The thought of her being angry enough to smack me was making me hard for some reason. She was a lioness, a tiny lioness, but a fierce one still.

“You smell good.”

I watched as her blazing eyes softened.

“Don’t change the subject,” she said as she broke our eye contact.

“What were you doing with Matt? You know what he’s about, Lil. He’s after one thing and one thing only.”

“I don’t know,” she sighed as she ran her fingers through her hair. “It just kind of happened. I didn’t invite him, Shannon did. Why do you even care, Devin?”

Good question. I ran it through my head over and over again. There was only one answer and that was the truth. The moisture in my mouth disappeared. I tried to swallow and almost choked on nothing.

“I care about you, Lilly.” Those tiny words seemed to take all of my oxygen as I spoke them. I suddenly felt like I couldn’t breathe, like saying things that involved feelings would be the death of me.  “I don’t want to see you get hurt and if you keep playing around with men like Matt, you will.”

Her shoulders relaxed a bit. “You mean men like you?”

“Yes, definitely stay away from men like me,” I chuckled softly.

If only she knew how serious that sentence was. Stay away from me. I wanted to scream at her all the things that were blatantly obvious to me. I was bad for her. I was going to hurt her in the near future and I knew that coming into this gig, but I had no choice. There was nothing else I could do.

She smiled at me and it was such a sweet, heart-shattering smile. For a second, I couldn’t do anything but smile back at her.

“I missed you, too,” she whispered. “And I’m sorry about that night at the party. I think I may have had too much to drink. I mean—I understand if you don’t see me that way and I’m sorry for throwing myself at you like that. It’s so embarrassing.” Her face was blazing with humiliation. I watched as she awkwardly tried to think of something else to say.  “So… friends?”

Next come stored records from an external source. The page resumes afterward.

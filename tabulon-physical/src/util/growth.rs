//! Amortized capacity growth for builders.

/// Computes the capacity a staging buffer should grow to
/// when it holds `current` elements and must hold at least `required`.
///
/// The buffer grows by half of its size plus one. If that is still not enough,
/// the next power of two above `required` is used instead, so that a sequence
/// of appends copies every element only a constant number of times.
pub(crate) fn grow_capacity(current: usize, required: usize) -> usize {
    if required <= current {
        return current;
    }

    let grown = current.saturating_add(current / 2).saturating_add(1);
    if grown >= required {
        grown
    } else {
        required.checked_next_power_of_two().unwrap_or(required)
    }
}

#[cfg(test)]
mod test {
    use super::grow_capacity;

    #[test]
    fn grows_by_half_plus_one() {
        assert_eq!(grow_capacity(0, 1), 1);
        assert_eq!(grow_capacity(1, 2), 2);
        assert_eq!(grow_capacity(10, 11), 16);
        assert_eq!(grow_capacity(100, 150), 151);
    }

    #[test]
    fn jumps_to_power_of_two() {
        assert_eq!(grow_capacity(10, 100), 128);
        assert_eq!(grow_capacity(0, 1000), 1024);
        assert_eq!(grow_capacity(3, 64), 64);
    }

    #[test]
    fn keeps_sufficient_capacity() {
        assert_eq!(grow_capacity(20, 5), 20);
        assert_eq!(grow_capacity(20, 20), 20);
    }

    #[test]
    fn total_copies_are_linear() {
        let mut capacity = 0;
        let mut copied = 0;
        for len in 1..=100_000usize {
            if len > capacity {
                copied += capacity;
                capacity = grow_capacity(capacity, len);
            }
        }
        assert!(copied < 4 * 100_000);
    }
}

She held her hand out for me to shake on it.

I almost laughed out loud. She was so far from the truth that it wasn’t even funny. First of all, the fact that she was apologizing when I should be the one apologizing completely threw me for a loop. Secondly, she obviously had no clue how I really saw her. I thought she was sexy in her own little, sweet way and as a person she was amazing. Yeah, she’s a little chunky, and yeah, a month ago that really wasn’t my thing, but now she’s beautiful to me, inside and out.

I grabbed her hand and slowly pulled her to me.

“I’m the one that should be sorry,” I said as I wrapped my arms around her.

“Why should you be sorry?” she whispered in that innocent, tempting kind of way that I can’t explain.